She isn't the most obvious choice to translate Joseph Conrad's novels into French. She barely speaks English and had no advanced degrees nor contacts with the tight publishing world of Paris when she started her first Conrad translation - in her seventh decade.

Now, 17 years later, she has translated all 24 Conrad novels and novellas, as well as a biography of Conrad, and is working on the author's memoirs. Eleven of her translations have been published, and four more, including "Heart of Darkness," will be published next month by Autremont, a Paris-based publisher.

"Conrad is not just a writer for men," Mrs. Lamolle says in an interview in her gleaming old farmhouse. "People insist on that clich because he writes about seamen, but the sea is just a frame for what he has to say about the human condition. His novels penetrate human nature.
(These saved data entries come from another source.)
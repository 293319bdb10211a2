//! Async TCP server using Tokio.
//!
//! Accepts TCP connections and hands each one to its own [`Session`] task.
//! There is no admission limit: every accepted connection gets a task.

use std::net::SocketAddr;
use std::sync::Arc;
use std::time::Duration;

use thiserror::Error;
use tokio::net::TcpListener;
use tracing::{debug, error, info, warn};

use crate::config::DEFAULT_IDLE_TIMEOUT;
use crate::router::Router;

pub mod session;

pub use session::{Session, SessionError};

/// Errors produced by the server.
#[derive(Debug, Error)]
pub enum ServerError {
    #[error("I/O error: {0}")]
    Io(#[from] std::io::Error),

    #[error("failed to bind to {addr}: {source}")]
    Bind {
        addr: String,
        #[source]
        source: std::io::Error,
    },
}

/// The halo HTTP server.
///
/// # Examples
///
/// ```rust,no_run
/// use std::sync::Arc;
/// use std::time::Duration;
/// use halo::context::AppState;
/// use halo::handlers;
/// use halo::server::Server;
/// use halo::storage::FileStore;
///
/// #[tokio::main]
/// async fn main() -> Result<(), Box<dyn std::error::Error>> {
///     let state = AppState::new(FileStore::new("files"), Duration::from_millis(500));
///     let router = handlers::routes(Arc::new(state));
///     let server = Server::bind("127.0.0.1:8080").await?;
///     server.run(router).await?;
///     Ok(())
/// }
/// ```
pub struct Server {
    listener: TcpListener,
    local_addr: SocketAddr,
    idle_timeout: Duration,
}

impl Server {
    /// Binds the server to the given TCP address.
    ///
    /// # Errors
    ///
    /// Returns [`ServerError::Bind`] if the address cannot be bound
    /// (e.g. port already in use, insufficient permissions).
    pub async fn bind(addr: impl AsRef<str>) -> Result<Self, ServerError> {
        let addr = addr.as_ref();
        let listener = TcpListener::bind(addr)
            .await
            .map_err(|e| ServerError::Bind {
                addr: addr.to_owned(),
                source: e,
            })?;
        let local_addr = listener.local_addr()?;
        Ok(Self {
            listener,
            local_addr,
            idle_timeout: DEFAULT_IDLE_TIMEOUT,
        })
    }

    /// Sets how long a connection may take to deliver its next request.
    #[must_use]
    pub fn idle_timeout(mut self, idle_timeout: Duration) -> Self {
        self.idle_timeout = idle_timeout;
        self
    }

    /// Returns the local address the server is bound to.
    pub fn local_addr(&self) -> SocketAddr {
        self.local_addr
    }

    /// Accepts connections forever, running one session per connection.
    ///
    /// Accept failures are logged and skipped; a failing session only ends
    /// its own connection.
    ///
    /// # Errors
    ///
    /// Currently never returns; the signature leaves room for fatal
    /// listener errors.
    pub async fn run(self, router: Router) -> Result<(), ServerError> {
        let router = Arc::new(router);
        info!(address = %self.local_addr, "halo listening");

        loop {
            let (stream, peer_addr) = match self.listener.accept().await {
                Ok(pair) => pair,
                Err(e) => {
                    error!(error = %e, "failed to accept connection");
                    continue;
                }
            };

            debug!(peer = %peer_addr, "connection accepted");
            let session = Session::new(stream, peer_addr, Arc::clone(&router), self.idle_timeout);

            tokio::spawn(async move {
                if let Err(e) = session.run().await {
                    warn!(peer = %peer_addr, error = %e, "connection aborted");
                }
            });
        }
    }
}
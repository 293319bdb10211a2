//! HTTP/1.1 response builder and writer.
//!
//! Handlers describe a response as a value; [`Response::write_to`] is the
//! single place that turns it into bytes on the stream. The head is the only
//! text-typed part; bodies stay as raw bytes throughout.

use std::future::Future;
use std::io;
use std::time::Duration;

use bytes::{BufMut, Bytes, BytesMut};
use tokio::io::{AsyncWrite, AsyncWriteExt};
use tokio::time::timeout;

use super::chunked::{TERMINATOR, encode_chunk};
use super::{HTTP_VERSION, Headers, StatusCode};

/// Content type used when a handler does not set one.
const DEFAULT_CONTENT_TYPE: &str = "text/plain";

/// How the response body is framed on the wire.
#[derive(Debug, Clone)]
pub enum Body {
    /// A body of known size, framed with `Content-Length`.
    Full(Bytes),
    /// A body sent as a sequence of chunks with a pause between them,
    /// framed with `Transfer-Encoding: chunked`.
    Chunked { chunks: Vec<Bytes>, interval: Duration },
}

/// An HTTP/1.1 response, ready to be written.
///
/// # Examples
///
/// ```
/// use halo::http::{Response, StatusCode};
///
/// let response = Response::new(StatusCode::Ok)
///     .header("Content-Type", "application/json")
///     .body(r#"{"status":"ok"}"#);
///
/// let bytes = response.into_bytes();
/// let text = std::str::from_utf8(&bytes).unwrap();
/// assert!(text.starts_with("HTTP/1.1 200 OK\r\n"));
/// assert!(text.contains("Content-Length: 15\r\n"));
/// assert!(text.contains("Connection: keep-alive\r\n"));
/// ```
#[derive(Debug, Clone)]
pub struct Response {
    status: StatusCode,
    headers: Headers,
    body: Body,
    keep_alive: bool,
}

impl Response {
    /// Creates a new response with the given status and an empty body.
    pub fn new(status: StatusCode) -> Self {
        Self {
            status,
            headers: Headers::new(),
            body: Body::Full(Bytes::new()),
            keep_alive: true,
        }
    }

    /// Sets a response header, replacing any earlier value for the same name.
    #[must_use]
    pub fn header(mut self, name: impl Into<String>, value: impl Into<String>) -> Self {
        self.headers.insert(name, value);
        self
    }

    /// Sets a fixed-length body.
    #[must_use]
    pub fn body(mut self, body: impl Into<Bytes>) -> Self {
        self.body = Body::Full(body.into());
        self
    }

    /// Sets a chunked body whose chunks are written `interval` apart.
    #[must_use]
    pub fn chunked(mut self, chunks: Vec<Bytes>, interval: Duration) -> Self {
        self.body = Body::Chunked { chunks, interval };
        self
    }

    /// Controls whether `Connection: keep-alive` or `Connection: close` is written.
    #[must_use]
    pub fn keep_alive(mut self, keep_alive: bool) -> Self {
        self.keep_alive = keep_alive;
        self
    }

    pub fn status(&self) -> StatusCode {
        self.status
    }

    pub fn headers(&self) -> &Headers {
        &self.headers
    }

    pub fn body_ref(&self) -> &Body {
        &self.body
    }

    pub fn is_keep_alive(&self) -> bool {
        self.keep_alive
    }

    /// Serializes the status line and headers, including the blank line.
    ///
    /// Always written:
    /// - `Content-Type` (`text/plain` unless the handler set one).
    /// - `Content-Length: <n>` for a full body, or `Transfer-Encoding: chunked`.
    /// - `Connection: keep-alive` or `Connection: close`.
    pub fn head_bytes(&self) -> BytesMut {
        let mut headers = self.headers.clone();
        if !headers.contains("content-type") {
            headers.insert("Content-Type", DEFAULT_CONTENT_TYPE);
        }
        match &self.body {
            Body::Full(bytes) => {
                headers.remove("transfer-encoding");
                headers.insert("Content-Length", bytes.len().to_string());
            }
            Body::Chunked { .. } => {
                headers.remove("content-length");
                headers.insert("Transfer-Encoding", "chunked");
            }
        }
        let connection = if self.keep_alive { "keep-alive" } else { "close" };
        headers.insert("Connection", connection);

        let mut buf = BytesMut::with_capacity(64 + headers.len() * 32);
        buf.put(
            format!(
                "{HTTP_VERSION} {} {}\r\n",
                self.status.as_u16(),
                self.status.canonical_reason()
            )
            .as_bytes(),
        );
        buf.put(headers.to_string().as_bytes());
        buf.put(&b"\r\n"[..]);
        buf
    }

    /// Serializes the whole response in one buffer.
    ///
    /// Chunked bodies are framed in full without any pacing.
    pub fn into_bytes(self) -> BytesMut {
        let mut buf = self.head_bytes();
        match self.body {
            Body::Full(bytes) => buf.put(bytes),
            Body::Chunked { chunks, .. } => {
                for chunk in chunks.iter().filter(|c| !c.is_empty()) {
                    buf.put(encode_chunk(chunk));
                }
                buf.put(TERMINATOR);
            }
        }
        buf
    }

    /// Writes the response to `writer`.
    ///
    /// A chunked body sends its head first, then each chunk with a flush and
    /// the configured pause in between, then the terminator. Any write error
    /// is returned immediately; nothing further is sent.
    ///
    /// Each write or flush must finish within `stall`; a peer that stops
    /// reading gets an [`io::ErrorKind::TimedOut`] error.
    pub async fn write_to<W>(self, writer: &mut W, stall: Duration) -> io::Result<()>
    where
        W: AsyncWrite + Unpin,
    {
        let head = self.head_bytes();
        match self.body {
            Body::Full(bytes) => {
                let mut buf = head;
                buf.put(bytes);
                within(stall, writer.write_all(&buf)).await?;
            }
            Body::Chunked { chunks, interval } => {
                within(stall, writer.write_all(&head)).await?;
                within(stall, writer.flush()).await?;
                for (i, chunk) in chunks.iter().filter(|c| !c.is_empty()).enumerate() {
                    if i > 0 && !interval.is_zero() {
                        tokio::time::sleep(interval).await;
                    }
                    within(stall, writer.write_all(&encode_chunk(chunk))).await?;
                    within(stall, writer.flush()).await?;
                }
                within(stall, writer.write_all(TERMINATOR)).await?;
            }
        }
        within(stall, writer.flush()).await
    }
}

// Bounds one write step by `stall`.
async fn within<T>(stall: Duration, op: impl Future<Output = io::Result<T>>) -> io::Result<T> {
    timeout(stall, op).await.map_err(|_| {
        io::Error::new(
            io::ErrorKind::TimedOut,
            format!("peer did not accept data within {stall:?}"),
        )
    })?
}
use bytes::Bytes;

use crate::context::Context;
use crate::{Response, StatusCode};

/// Number of chunks sent by `/stream`.
pub const CHUNK_COUNT: usize = 10;

/// `GET /stream` — counts from 1 to [`CHUNK_COUNT`], one chunk per number,
/// pausing between chunks.
pub async fn count(ctx: Context) -> Response {
    let chunks = (1..=CHUNK_COUNT)
        .map(|n| Bytes::from(n.to_string()))
        .collect();
    Response::new(StatusCode::Ok)
        .header("Content-Type", "text/plain")
        .chunked(chunks, ctx.state().stream_interval)
}
//! Request routing — an ordered table of method + path rules.
//!
//! | Pattern     | Example match     | Suffix passed to the handler |
//! |-------------|-------------------|------------------------------|
//! | `/stream`   | `/stream`         | *(none)*                     |
//! | `/files/*`  | `/files/logo.png` | `logo.png`                   |
//!
//! Exact patterns compare the whole path verbatim; there is no trailing
//! slash normalization. Routes are matched in registration order; the first
//! route whose method and pattern both match wins.
//!
//! Routing happens before the body is read. A matched route's
//! [`BodyPolicy`] tells the session whether `Content-Length` is mandatory.

use std::future::Future;
use std::pin::Pin;
use std::sync::Arc;

use crate::context::{AppState, Context};
use crate::{Method, Request, Response, StatusCode};

/// Type-erased async handler that turns a [`Context`] into a [`Response`].
pub type Handler =
    Arc<dyn Fn(Context) -> Pin<Box<dyn Future<Output = Response> + Send>> + Send + Sync + 'static>;

/// Conversion trait for async handler functions.
///
/// Implemented for every `Fn(Context) -> impl Future<Output = Response> + Send`
/// that is also `Send + Sync + 'static`.
pub trait IntoHandler: Send + Sync + 'static {
    fn call(&self, ctx: Context) -> Pin<Box<dyn Future<Output = Response> + Send>>;
}

impl<T, F> IntoHandler for T
where
    T: Fn(Context) -> F + Send + Sync + 'static,
    F: Future<Output = Response> + Send + 'static,
{
    fn call(&self, ctx: Context) -> Pin<Box<dyn Future<Output = Response> + Send>> {
        Box::pin((self)(ctx))
    }
}

/// Whether a route needs the request to declare its body length.
#[derive(Debug, Clone, Copy, PartialEq, Eq)]
pub enum BodyPolicy {
    /// `Content-Length` must be present and valid; the body is read in full.
    Required,
    /// `Content-Length` is optional. A valid one is still honored so the
    /// body bytes are not mistaken for the next request.
    Optional,
}

// Compiled representation of a route pattern string.
#[derive(Debug, Clone, PartialEq, Eq)]
enum Pattern {
    // Matches one exact path string, e.g. `/stream`.
    Exact(String),
    // Matches any path starting with the prefix (slash included), e.g. `/files/`.
    Prefix(String),
}

impl Pattern {
    // `/files/*` compiles to `Prefix("/files/")`; anything else is exact.
    fn parse(pattern: &str) -> Self {
        match pattern.strip_suffix('*') {
            Some(prefix) => Pattern::Prefix(prefix.to_owned()),
            None => Pattern::Exact(pattern.to_owned()),
        }
    }

    // Returns the unmatched remainder of `path` on success.
    fn matches<'p>(&self, path: &'p str) -> Option<&'p str> {
        match self {
            Pattern::Exact(p) => (p == path).then_some(""),
            Pattern::Prefix(prefix) => path.strip_prefix(prefix.as_str()),
        }
    }
}

struct Route {
    method: Method,
    pattern: Pattern,
    body: BodyPolicy,
    handler: Handler,
}

/// The outcome of looking up a request in the route table.
pub struct RouteMatch {
    handler: Handler,
    suffix: String,
    body: BodyPolicy,
}

impl RouteMatch {
    pub fn body_policy(&self) -> BodyPolicy {
        self.body
    }

    /// Runs the matched handler on a completed request.
    pub async fn dispatch(self, request: Request, state: Arc<AppState>) -> Response {
        let ctx = Context::new(request, state).with_suffix(self.suffix);
        (self.handler)(ctx).await
    }
}

/// An ordered route table plus the shared state its handlers read.
///
/// When no route matches, the session answers with [`Router::not_found`].
///
/// # Examples
///
/// ```rust,no_run
/// use std::sync::Arc;
/// use std::time::Duration;
/// use halo::context::AppState;
/// use halo::router::Router;
/// use halo::storage::FileStore;
/// use halo::{Response, StatusCode};
///
/// let state = AppState::new(FileStore::new("files"), Duration::ZERO);
/// let mut router = Router::new(Arc::new(state));
/// router.get("/ping", |_ctx| async { Response::new(StatusCode::Ok) });
/// ```
pub struct Router {
    routes: Vec<Route>,
    state: Arc<AppState>,
}

impl Router {
    /// Creates an empty router over `state`.
    pub fn new(state: Arc<AppState>) -> Self {
        Self {
            routes: Vec::new(),
            state,
        }
    }

    /// Registers a `GET` route. The body is optional.
    pub fn get(&mut self, path: &str, handler: impl IntoHandler) {
        self.add_route(Method::Get, path, BodyPolicy::Optional, handler);
    }

    /// Registers a `POST` route. `Content-Length` is required.
    pub fn post(&mut self, path: &str, handler: impl IntoHandler) {
        self.add_route(Method::Post, path, BodyPolicy::Required, handler);
    }

    // Erase the concrete handler type and store it as a `Handler` trait object.
    fn add_route(&mut self, method: Method, path: &str, body: BodyPolicy, handler: impl IntoHandler) {
        let handler: Handler = Arc::new(move |ctx| handler.call(ctx));
        self.routes.push(Route {
            method,
            pattern: Pattern::parse(path),
            body,
            handler,
        });
    }

    pub fn len(&self) -> usize {
        self.routes.len()
    }

    pub fn is_empty(&self) -> bool {
        self.routes.is_empty()
    }

    pub fn state(&self) -> &Arc<AppState> {
        &self.state
    }

    /// Finds the first route matching `method` and `path`.
    pub fn find(&self, method: &Method, path: &str) -> Option<RouteMatch> {
        self.routes.iter().find_map(|route| {
            if &route.method != method {
                return None;
            }
            route.pattern.matches(path).map(|suffix| RouteMatch {
                handler: Arc::clone(&route.handler),
                suffix: suffix.to_owned(),
                body: route.body,
            })
        })
    }

    /// The response for an unmatched route.
    pub fn not_found() -> Response {
        Response::new(StatusCode::NotFound)
    }
}
//! Sandboxed file storage behind the `/files/` routes.
//!
//! Every resource name is resolved relative to one root directory. Names
//! containing `..` anywhere are refused before the filesystem is touched.
//! That is a plain substring test, not canonical path containment.
//!
//! Writes take no locks: two sessions writing the same name race, and the
//! last completed write wins.

use std::io;
use std::path::PathBuf;

use thiserror::Error;
use tokio::fs;

/// Errors produced by [`FileStore`].
#[derive(Debug, Error)]
pub enum StorageError {
    #[error("resource name {0:?} contains a parent-directory reference")]
    Traversal(String),

    #[error("resource name is empty")]
    EmptyName,

    #[error("resource {0:?} not found")]
    NotFound(String),

    #[error("storage I/O error on {path}: {source}")]
    Io {
        path: PathBuf,
        #[source]
        source: io::Error,
    },
}

/// A directory that holds every resource addressed through `/files/<name>`.
#[derive(Debug, Clone)]
pub struct FileStore {
    root: PathBuf,
}

impl FileStore {
    /// Creates a store rooted at `root`. The directory is created on the
    /// first write, not here.
    pub fn new(root: impl Into<PathBuf>) -> Self {
        Self { root: root.into() }
    }

    /// Maps a resource name to its path under the root.
    ///
    /// Leading slashes are dropped so that `//etc/passwd` stays inside the
    /// root instead of replacing it.
    ///
    /// # Errors
    ///
    /// - [`StorageError::Traversal`] — the name contains `..`.
    /// - [`StorageError::EmptyName`] — nothing is left after the slashes.
    pub fn resolve(&self, name: &str) -> Result<PathBuf, StorageError> {
        if name.contains("..") {
            return Err(StorageError::Traversal(name.to_owned()));
        }
        let relative = name.trim_start_matches('/');
        if relative.is_empty() {
            return Err(StorageError::EmptyName);
        }
        Ok(self.root.join(relative))
    }

    /// Reads the full contents of a resource.
    ///
    /// An empty name is treated as a resource that does not exist.
    ///
    /// # Errors
    ///
    /// [`StorageError::Traversal`], [`StorageError::NotFound`], or
    /// [`StorageError::Io`] when the file exists but cannot be read.
    pub async fn read(&self, name: &str) -> Result<Vec<u8>, StorageError> {
        let path = match self.resolve(name) {
            Err(StorageError::EmptyName) => return Err(StorageError::NotFound(name.to_owned())),
            other => other?,
        };
        fs::read(&path).await.map_err(|source| match source.kind() {
            io::ErrorKind::NotFound => StorageError::NotFound(name.to_owned()),
            _ => StorageError::Io { path, source },
        })
    }

    /// Creates the root if needed and writes `contents` to the resource,
    /// replacing whatever was there.
    ///
    /// # Errors
    ///
    /// [`StorageError::Traversal`], [`StorageError::EmptyName`], or
    /// [`StorageError::Io`] if the root cannot be created or the write fails.
    pub async fn write(&self, name: &str, contents: &[u8]) -> Result<(), StorageError> {
        let path = self.resolve(name)?;
        fs::create_dir_all(&self.root)
            .await
            .map_err(|source| StorageError::Io {
                path: self.root.clone(),
                source,
            })?;
        fs::write(&path, contents)
            .await
            .map_err(|source| StorageError::Io { path, source })
    }
}
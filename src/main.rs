use std::sync::Arc;

use halo::config::ServerConfig;
use halo::context::AppState;
use halo::handlers;
use halo::server::Server;
use tracing_subscriber::EnvFilter;

#[tokio::main]
async fn main() -> Result<(), Box<dyn std::error::Error>> {
    tracing_subscriber::fmt()
        .with_env_filter(
            EnvFilter::try_from_default_env().unwrap_or_else(|_| EnvFilter::new("halo=info")),
        )
        .with_target(false)
        .init();

    let config = ServerConfig::from_env()?;
    let state = Arc::new(AppState::from_config(&config));
    let router = handlers::routes(state);

    let server = Server::bind(&config.addr)
        .await?
        .idle_timeout(config.idle_timeout);
    tracing::info!(files = %config.files_dir.display(), "serving files");

    tokio::select! {
        res = server.run(router) => res?,
        _ = tokio::signal::ctrl_c() => {
            tracing::info!("shutdown signal received");
        }
    }

    Ok(())
}
use crate::context::Context;
use crate::{Response, StatusCode};

/// Body served at `/`.
pub const GREETING: &str = "Halo's light";

/// `GET /` — a fixed plain-text greeting, whatever the request carried.
pub async fn index(_ctx: Context) -> Response {
    Response::new(StatusCode::Ok)
        .header("Content-Type", "text/plain")
        .body(GREETING)
}
use crate::context::Context;
use crate::{Response, StatusCode};

/// `POST /halo` — echoes the request body back as plain text.
///
/// The session has already rejected requests without a valid
/// `Content-Length`, so the body here is complete.
pub async fn echo(ctx: Context) -> Response {
    Response::new(StatusCode::Ok)
        .header("Content-Type", "text/plain")
        .body(ctx.request().body().clone())
}
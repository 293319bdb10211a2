//! HTTP/1.1 wire types, framing and serialization.
//!
//! Everything here operates on raw bytes read from (or written to) a stream;
//! no protocol library sits underneath.

use std::fmt;

pub mod body;
pub mod chunked;
pub mod headers;
pub mod request;
pub mod response;

pub use headers::Headers;
pub use request::Request;
pub use response::{Body, Response};

/// The only protocol version the server accepts and emits.
pub const HTTP_VERSION: &str = "HTTP/1.1";

/// The response status codes this server produces.
///
/// # Examples
///
/// ```
/// use halo::http::StatusCode;
///
/// let status = StatusCode::Created;
/// assert_eq!(status.as_u16(), 201);
/// assert_eq!(status.canonical_reason(), "Created");
/// ```
#[derive(Debug, Clone, Copy, PartialEq, Eq, Hash)]
#[repr(u16)]
pub enum StatusCode {
    Ok = 200,
    Created = 201,
    BadRequest = 400,
    NotFound = 404,
    InternalServerError = 500,
}

impl StatusCode {
    /// Returns the numeric status code as a `u16`.
    pub fn as_u16(self) -> u16 {
        self as u16
    }

    /// Returns the canonical reason phrase for this status code.
    pub fn canonical_reason(self) -> &'static str {
        match self {
            Self::Ok => "OK",
            Self::Created => "Created",
            Self::BadRequest => "Bad Request",
            Self::NotFound => "Not Found",
            Self::InternalServerError => "Internal Server Error",
        }
    }
}

impl fmt::Display for StatusCode {
    fn fmt(&self, f: &mut fmt::Formatter<'_>) -> fmt::Result {
        write!(f, "{} {}", self.as_u16(), self.canonical_reason())
    }
}

/// An HTTP request method.
///
/// Only `GET` and `POST` are routed; anything else is kept verbatim in
/// `Other` so the dispatcher can answer it with a 404.
#[derive(Debug, Clone, PartialEq, Eq, Hash)]
pub enum Method {
    Get,
    Post,
    Other(String),
}

impl Method {
    /// Returns the method token as a string slice.
    pub fn as_str(&self) -> &str {
        match self {
            Self::Get => "GET",
            Self::Post => "POST",
            Self::Other(s) => s.as_str(),
        }
    }
}

impl fmt::Display for Method {
    fn fmt(&self, f: &mut fmt::Formatter<'_>) -> fmt::Result {
        f.write_str(self.as_str())
    }
}

impl From<&str> for Method {
    // Method tokens are case-sensitive, so `get` is not `GET`.
    fn from(token: &str) -> Self {
        match token {
            "GET" => Self::Get,
            "POST" => Self::Post,
            other => Self::Other(other.to_owned()),
        }
    }
}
Conrad is full of understanding and compassion; he doesn't judge, he explains."

She bounds off a kitchen chair to answer the phone. "The calls are all for her these days," says daughter Brigitte, an accomplished bookbinder. Brigitte is one of the reasons her mother took up translating Conrad. Lamolle was "shocked" that her daughter hadn't liked "Lord Jim" - her own favorite book - and that the translation Brigitte had been reading "was not even good French."

"It was just a word-by-word translation, and it didn't capture Conrad's thought," Lamolle says. "You have to respect the music and the balance of Conrad's long sentences. I just began translating the book for Brigitte and for my own pleasure. I never dreamed it would be published."

Trunks of manuscripts

Henry Dougier, Autremont's president, first heard about the Lamolle translations through the great aunt of a friend. He traveled to Barbaste to meet her, because Lamolle refuses to go to Paris. He asked to see her manuscripts and was astonished to find that she had trunks of translations in her basement, all typed on three-holed white parchment tied together with narrow leather bookbinder strips.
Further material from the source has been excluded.